= Exercise goal =
Your response should give back each record exactly, word for word.

Stored data entries:
//! Process lifecycle: wiring the tasks together, the boot banner and the
//! graceful shutdown on SIGINT/SIGTERM.

use std::time::Duration;

use tokio::task::JoinHandle;

use crate::app::config::Config;
use crate::app::mpd::{MpdQuery, Subscription};
use crate::app::now_playing::{NowPlaying, report_errors};
use crate::display::{CharacterDisplay, DisplayController, TerminalDisplay};
use crate::text::center;

/// Run until a termination signal arrives.
///
/// Only a display that fails to initialize ends the process with an error.
pub async fn run(config: Config) -> color_eyre::Result<()> {
    let width = config.display.width;
    let messages = &config.messages;

    let (controller, worker) = start_display(TerminalDisplay::new(width), &config).await?;

    let subscription =
        Subscription::start(config.mpd.address.clone(), config.mpd.reconnect_delay());
    let pipeline = NowPlaying::new(
        controller.clone(),
        MpdQuery::new(config.mpd.address.clone()),
        width,
        &messages.error_title,
    );
    let pipeline = tokio::spawn(pipeline.run(subscription.events));
    let reporter = tokio::spawn(report_errors(
        controller.clone(),
        subscription.errors,
        messages.error_title.clone(),
        width,
    ));

    if let Err(e) = wait_for_shutdown_signal().await {
        log::error!("Failed to listen for termination signals: {}", e);
    }

    // Stopping the watcher closes the event source the pipeline reads from.
    subscription.task.abort();
    pipeline.abort();
    reporter.abort();

    shut_down(
        &controller,
        &messages.farewell,
        width,
        config.display.farewell_hold(),
    )
    .await;

    drop(controller);
    if let Err(e) = worker.await {
        log::warn!("Display worker ended abnormally: {}", e);
    }

    Ok(())
}

/// Spawn the display worker for `device`, initialize it, then show the boot
/// banner and, after `boot_hold_ms`, the greeting.
///
/// A display that fails to initialize is released before the error is
/// returned.
pub async fn start_display<D: CharacterDisplay>(
    device: D,
    config: &Config,
) -> color_eyre::Result<(DisplayController, JoinHandle<()>)> {
    let width = config.display.width;
    let messages = &config.messages;

    let (controller, worker) = DisplayController::spawn(device, config.display.frame_delay());

    if let Err(e) = controller.initialize().await {
        log::error!("Display initialization failed: {}", e);
        drop(controller);
        let _ = worker.await;
        return Err(color_eyre::eyre::eyre!("Display initialization failed: {}", e));
    }
    log::info!("Display initialized, {} characters per line", width);

    match controller
        .write_lines(
            center(&messages.boot_line1, width),
            center(&messages.boot_line2, width),
        )
        .await
    {
        Ok(()) => tokio::time::sleep(config.display.boot_hold()).await,
        Err(e) => log::warn!("Could not show boot banner: {}", e),
    }

    if let Err(e) = controller
        .write_lines(center(&messages.greeting, width), "")
        .await
    {
        log::warn!("Could not show greeting: {}", e);
    }

    Ok((controller, worker))
}

/// Queue the farewell behind anything still drawing, leave it up for
/// `hold`, then clear and close the display.
pub async fn shut_down(controller: &DisplayController, farewell: &str, width: usize, hold: Duration) {
    match controller.write_lines(center(farewell, width), "").await {
        Ok(()) => tokio::time::sleep(hold).await,
        Err(e) => log::warn!("Could not show farewell: {}", e),
    }

    if let Err(e) = controller.clear().await {
        log::warn!("Could not clear display: {}", e);
    }
    if let Err(e) = controller.close().await {
        log::warn!("Could not close display: {}", e);
    }
}

async fn wait_for_shutdown_signal() -> std::io::Result<()> {
    #[cfg(unix)]
    {
        use tokio::signal::unix::{SignalKind, signal};

        let mut sigint = signal(SignalKind::interrupt())?;
        let mut sigterm = signal(SignalKind::terminate())?;

        tokio::select! {
            _ = sigint.recv() => log::info!("Received SIGINT, shutting down gracefully"),
            _ = sigterm.recv() => log::info!("Received SIGTERM, shutting down gracefully"),
        }
    }

    #[cfg(not(unix))]
    {
        tokio::signal::ctrl_c().await?;
        log::info!("Received Ctrl-C, shutting down gracefully");
    }

    Ok(())
}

= Output for this exercise =
//! Process lifecycle: wiring the tasks together, the boot banner and the
//! graceful shutdown on SIGINT/SIGTERM.

use std::time::Duration;

use tokio::task::JoinHandle;

use crate::app::config::Config;
use crate::app::mpd::{MpdQuery, Subscription};
use crate::app::now_playing::{NowPlaying, report_errors};
use crate::display::{CharacterDisplay, DisplayController, TerminalDisplay};
use crate::text::center;

/// Run until a termination signal arrives.
///
/// Only a display that fails to initialize ends the process with an error.
pub async fn run(config: Config) -> color_eyre::Result<()> {
    let width = config.display.width;
    let messages = &config.messages;

    let (controller, worker) = start_display(TerminalDisplay::new(width), &config).await?;

    let subscription =
        Subscription::start(config.mpd.address.clone(), config.mpd.reconnect_delay());
    let pipeline = NowPlaying::new(
        controller.clone(),
        MpdQuery::new(config.mpd.address.clone()),
        width,
        &messages.error_title,
    );
    let pipeline = tokio::spawn(pipeline.run(subscription.events));
    let reporter = tokio::spawn(report_errors(
        controller.clone(),
        subscription.errors,
        messages.error_title.clone(),
        width,
    ));

    if let Err(e) = wait_for_shutdown_signal().await {
        log::error!("Failed to listen for termination signals: {}", e);
    }

    // Stopping the watcher closes the event source the pipeline reads from.
    subscription.task.abort();
    pipeline.abort();
    reporter.abort();

    shut_down(
        &controller,
        &messages.farewell,
        width,
        config.display.farewell_hold(),
    )
    .await;

    drop(controller);
    if let Err(e) = worker.await {
        log::warn!("Display worker ended abnormally: {}", e);
    }

    Ok(())
}

/// Spawn the display worker for `device`, initialize it, then show the boot
/// banner and, after `boot_hold_ms`, the greeting.
///
/// A display that fails to initialize is released before the error is
/// returned.
pub async fn start_display<D: CharacterDisplay>(
    device: D,
    config: &Config,
) -> color_eyre::Result<(DisplayController, JoinHandle<()>)> {
    let width = config.display.width;
    let messages = &config.messages;

    let (controller, worker) = DisplayController::spawn(device, config.display.frame_delay());

    if let Err(e) = controller.initialize().await {
        log::error!("Display initialization failed: {}", e);
        drop(controller);
        let _ = worker.await;
        return Err(color_eyre::eyre::eyre!("Display initialization failed: {}", e));
    }
    log::info!("Display initialized, {} characters per line", width);

    match controller
        .write_lines(
            center(&messages.boot_line1, width),
            center(&messages.boot_line2, width),
        )
        .await
    {
        Ok(()) => tokio::time::sleep(config.display.boot_hold()).await,
        Err(e) => log::warn!("Could not show boot banner: {}", e),
    }

    if let Err(e) = controller
        .write_lines(center(&messages.greeting, width), "")
        .await
    {
        log::warn!("Could not show greeting: {}", e);
    }

    Ok((controller, worker))
}

/// Queue the farewell behind anything still drawing, leave it up for
/// `hold`, then clear and close the display.
pub async fn shut_down(controller: &DisplayController, farewell: &str, width: usize, hold: Duration) {
    match controller.write_lines(center(farewell, width), "").await {
        Ok(()) => tokio::time::sleep(hold).await,
        Err(e) => log::warn!("Could not show farewell: {}", e),
    }

    if let Err(e) = controller.clear().await {
        log::warn!("Could not clear display: {}", e);
    }
    if let Err(e) = controller.close().await {
        log::warn!("Could not close display: {}", e);
    }
}

async fn wait_for_shutdown_signal() -> std::io::Result<()> {
    #[cfg(unix)]
    {
        use tokio::signal::unix::{SignalKind, signal};

        let mut sigint = signal(SignalKind::interrupt())?;
        let mut sigterm = signal(SignalKind::terminate())?;

        tokio::select! {
            _ = sigint.recv() => log::info!("Received SIGINT, shutting down gracefully"),
            _ = sigterm.recv() => log::info!("Received SIGTERM, shutting down gracefully"),
        }
    }

    #[cfg(not(unix))]
    {
        tokio::signal::ctrl_c().await?;
        log::info!("Received Ctrl-C, shutting down gracefully");
    }

    Ok(())
}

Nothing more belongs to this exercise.